Honestly, when I look around I wonder why in the world anyone let us take our babies home from the hospital. Couldn’t they see through our mask of hope, idealism and astonishing superiority? We would NEVER be “that mom”. The one hauling her screaming child through the supermarket or, (here comes the superiority) all organic farmer’s market. OUR child would never, NEVER drink the thinly veiled poison sucked from the dirty under regions of a cow. Not to mention anything made of, gasp, sugar! No NO, dear nurse, our babies will live all organic, low foot print, sustainable lives built around core values that include silence at the library and quinoa. We know. We know it all.

Then we get home and realize that the birthing classes were useless. We should have been taken on an African Safari to gain the skills needed to raise wild animals. I am the lone, hip female in a man clan of four boys and a husband. Each day, the three boys compete to see who will be the master of disaster. Everything is a weapon. Cereal is a weapon. If I didn’t have my husband to point the way I would have dropped them off at the zoo, considered myself a parental failure, and moved on to raising something easier, like werewolves or King Kong.

The fact of the matter: nothing showed me how little I knew about parenting more than real live kids of my own. Suddenly my mother took on sainted status (she had SIX) and if I had a grandmother alive I’m sure I would have showed up on her doorstep, sweating, in tears, gasping, “Hide me! Somewhere with decorating magazines!”

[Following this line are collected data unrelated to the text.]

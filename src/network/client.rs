//! HTTP client wrapper - executes the customer REST calls

use std::time::Instant;

use anyhow::{bail, Context, Result};

use crate::messages::NetworkResponse;
use crate::models::{Customer, CustomerDraft};

/// `GET` the customer collection and decode it verbatim
pub async fn fetch_customers(client: &reqwest::Client, url: &str) -> Result<Vec<Customer>> {
    let resp = client
        .get(url)
        .header("Accept", "application/json")
        .send()
        .await
        .map_err(describe_transport_error)?;

    let status = resp.status();
    if !status.is_success() {
        bail!("GET {} returned HTTP {}", url, status.as_u16());
    }

    resp.json::<Vec<Customer>>()
        .await
        .context("Error decoding customer list")
}

/// `POST` a draft as JSON; the response body is not consumed
pub async fn create_customer(
    client: &reqwest::Client,
    url: &str,
    draft: &CustomerDraft,
) -> Result<u16> {
    let resp = client
        .post(url)
        .json(draft)
        .send()
        .await
        .map_err(describe_transport_error)?;

    let status = resp.status();
    if !status.is_success() {
        bail!("POST {} returned HTTP {}", url, status.as_u16());
    }

    Ok(status.as_u16())
}

/// Execute the list call and wrap the outcome for the App layer
pub async fn execute_fetch(client: &reqwest::Client, url: &str, request_id: u64) -> NetworkResponse {
    let start = Instant::now();
    let result = fetch_customers(client, url).await;
    let elapsed = start.elapsed().as_millis() as u64;

    match result {
        Ok(customers) => {
            tracing::info!(id = request_id, count = customers.len(), time_ms = elapsed, "Customer list fetched");
            NetworkResponse::CustomersLoaded {
                id: request_id,
                customers,
            }
        }
        Err(e) => NetworkResponse::LoadFailed {
            id: request_id,
            message: format!("{:#}", e),
        },
    }
}

/// Execute the create call and wrap the outcome for the App layer
pub async fn execute_create(
    client: &reqwest::Client,
    url: &str,
    draft: CustomerDraft,
    request_id: u64,
) -> NetworkResponse {
    let start = Instant::now();
    let result = create_customer(client, url, &draft).await;
    let elapsed = start.elapsed().as_millis() as u64;

    match result {
        Ok(status) => {
            tracing::info!(id = request_id, status, time_ms = elapsed, "Customer create accepted");
            NetworkResponse::CustomerCreated {
                id: request_id,
                status,
            }
        }
        Err(e) => NetworkResponse::CreateFailed {
            id: request_id,
            message: format!("{:#}", e),
        },
    }
}

fn describe_transport_error(e: reqwest::Error) -> anyhow::Error {
    if e.is_connect() {
        anyhow::anyhow!("Connection failed: {}", e)
    } else {
        anyhow::anyhow!("Request failed: {}", e)
    }
}

/// Create an HTTP client with default configuration
pub fn create_client() -> reqwest::Client {
    reqwest::Client::builder()
        .user_agent(concat!("customer-desk/", env!("CARGO_PKG_VERSION")))
        .build()
        .unwrap_or_else(|_| reqwest::Client::new())
}
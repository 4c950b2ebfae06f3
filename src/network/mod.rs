//! Network layer - customer REST calls
//!
//! The Network actor receives commands and sends back responses.

pub mod actor;
pub mod client;

pub use actor::NetworkActor;
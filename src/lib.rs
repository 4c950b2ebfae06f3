//! # Customer Desk
//!
//! A terminal client for a customer REST backend.
//!
//! ## Features
//! - Customer table loaded once from `GET /api/customers`
//! - Add-customer dialog with inline field validation
//! - New customers submitted with `POST /api/customers` and appended locally
//!
//! ## Architecture
//! Actor-based with channels:
//! - UI Layer (Ratatui) - synchronous
//! - App Layer (State machine)
//! - Network Layer (Tokio runtime)

pub mod config;
pub mod constants;
pub mod models;
pub mod validation;
pub mod ui;
pub mod messages;
pub mod app;
pub mod network;

// Re-export commonly used types
pub use models::{Customer, CustomerDraft, DraftField, FieldErrors};
pub use messages::{UiEvent, NetworkCommand, NetworkResponse, RenderState};
pub use app::{AppState, AppActor};
pub use network::NetworkActor;
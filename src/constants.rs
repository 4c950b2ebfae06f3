//! Application constants
//!
//! Centralized location for magic strings and configuration defaults.

/// Default backend base URL when no override is configured
pub const DEFAULT_API_BASE_URL: &str = "http://localhost:8080";

/// Path of the customers collection on the backend
pub const CUSTOMERS_PATH: &str = "/api/customers";

/// Environment variable overriding the backend base URL
pub const API_URL_ENV: &str = "CUSTOMER_DESK_API_URL";

/// Environment variable overriding the log directory
pub const LOG_DIR_ENV: &str = "CUSTOMER_DESK_LOG_DIR";

/// Diagnostic log file name
pub const LOG_FILE_NAME: &str = "customer-desk.log";

/// Application name
pub const APP_NAME: &str = "Customer Desk";
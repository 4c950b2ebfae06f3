//! Network actor - runs the customer REST calls in the Tokio async runtime

use tokio::sync::mpsc;
use tokio::task::JoinSet;

use crate::config::Config;
use crate::messages::{NetworkCommand, NetworkResponse};
use crate::network::client::{create_client, execute_create, execute_fetch};

/// Network actor that processes customer commands
pub struct NetworkActor {
    client: reqwest::Client,
    customers_url: String,
    response_tx: mpsc::UnboundedSender<NetworkResponse>,
    active_requests: JoinSet<()>,
}

impl NetworkActor {
    pub fn new(config: &Config, response_tx: mpsc::UnboundedSender<NetworkResponse>) -> Self {
        NetworkActor {
            client: create_client(),
            customers_url: config.customers_url(),
            response_tx,
            active_requests: JoinSet::new(),
        }
    }

    /// Run the network actor message loop
    pub async fn run(mut self, mut cmd_rx: mpsc::UnboundedReceiver<NetworkCommand>) {
        loop {
            tokio::select! {
                biased;

                // Handle incoming commands
                cmd = cmd_rx.recv() => {
                    match cmd {
                        Some(NetworkCommand::FetchCustomers { id }) => {
                            let response_tx = self.response_tx.clone();
                            let client = self.client.clone();
                            let url = self.customers_url.clone();

                            self.active_requests.spawn(async move {
                                tracing::info!(id, url = %url, "Fetching customers");
                                let result = execute_fetch(&client, &url, id).await;
                                let _ = response_tx.send(result);
                            });
                        }

                        Some(NetworkCommand::CreateCustomer { id, draft }) => {
                            let response_tx = self.response_tx.clone();
                            let client = self.client.clone();
                            let url = self.customers_url.clone();

                            self.active_requests.spawn(async move {
                                tracing::info!(id, url = %url, "Creating customer");
                                let result = execute_create(&client, &url, draft, id).await;
                                let _ = response_tx.send(result);
                            });
                        }

                        Some(NetworkCommand::Shutdown) | None => {
                            self.active_requests.abort_all();
                            break;
                        }
                    }
                }

                // Clean up completed tasks
                Some(result) = self.active_requests.join_next() => {
                    if let Err(e) = result {
                        tracing::error!(error = %e, "Network task panicked");
                    }
                }
            }
        }
    }
}
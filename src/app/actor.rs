//! App actor - message loop processing UI events and network responses

use tokio::sync::mpsc;

use crate::app::state::AppState;
use crate::messages::{NetworkCommand, NetworkResponse, RenderState, UiEvent};

/// App actor that processes UI events and network responses
pub struct AppActor {
    state: AppState,
    network_tx: mpsc::UnboundedSender<NetworkCommand>,
    render_tx: mpsc::UnboundedSender<RenderState>,
}

impl AppActor {
    pub fn new(
        network_tx: mpsc::UnboundedSender<NetworkCommand>,
        render_tx: mpsc::UnboundedSender<RenderState>,
    ) -> Self {
        AppActor {
            state: AppState::new(),
            network_tx,
            render_tx,
        }
    }

    /// Run the actor message loop
    pub async fn run(
        mut self,
        mut ui_rx: mpsc::UnboundedReceiver<UiEvent>,
        mut net_rx: mpsc::UnboundedReceiver<NetworkResponse>,
    ) {
        // Load the table once on startup
        let load = self.state.start_loading();
        let _ = self.network_tx.send(load);
        let _ = self.render_tx.send(self.state.to_render_state());

        loop {
            tokio::select! {
                Some(event) = ui_rx.recv() => {
                    if self.handle_ui_event(event) {
                        // Quit signal received
                        let _ = self.network_tx.send(NetworkCommand::Shutdown);
                        break;
                    }
                    let _ = self.render_tx.send(self.state.to_render_state());
                }
                Some(response) = net_rx.recv() => {
                    self.state.handle_response(response);
                    let _ = self.render_tx.send(self.state.to_render_state());
                }
                else => break,
            }
        }
    }

    /// Handle a UI event, returns true if quit was requested
    fn handle_ui_event(&mut self, event: UiEvent) -> bool {
        match event {
            // Customer table
            UiEvent::SelectPrev => self.state.select_prev(),
            UiEvent::SelectNext => self.state.select_next(),

            // Dialog
            UiEvent::OpenDialog => self.state.open_dialog(),
            UiEvent::CloseDialog => self.state.close_dialog(),
            UiEvent::NextField => self.state.next_field(),
            UiEvent::PrevField => self.state.prev_field(),
            UiEvent::CharInput(c) => self.state.enter_char(c),
            UiEvent::Backspace => self.state.delete_char(),
            UiEvent::CursorLeft => self.state.move_cursor_left(),
            UiEvent::CursorRight => self.state.move_cursor_right(),
            UiEvent::Submit => {
                if let Some(cmd) = self.state.submit() {
                    let _ = self.network_tx.send(cmd);
                }
            }

            // Popups
            UiEvent::ToggleHelp => self.state.toggle_help(),
            UiEvent::CloseHelp => self.state.close_help(),

            // System
            UiEvent::Quit => return true,
        }

        false
    }
}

If you just became a mother, fear not. You have just entered a tribe of women who completely understand. When you are weeping in the bathroom stall of a fancy art gallery after your child has just broken a cement cube titled ‘thinking of death in Brooklyn” and priced more than your car, we don’t judge. We don’t ask WHY you brought your kid to an esoteric art exhibit. Mothers have a right to a life too, dammit! Even if it kills us! Which in many cases, has already happened, we were just too busy to realize. When you are up in the middle of the night, shushing a screaming baby and wiping upchuck out of your bra, don’t call your young, single friends. They will be casually sipping chilled wine around someone’s little patio with a view, trying to steer the conversation back to themselves. Call us. The Safari Guides of femininity. We’ll bring you a low brow beer and a listening ear. ‘Cause now, after three or four or fifteen kids, we really do know all there is to know about parenting, and let me tell you-it ain’t much. You’ll be fine.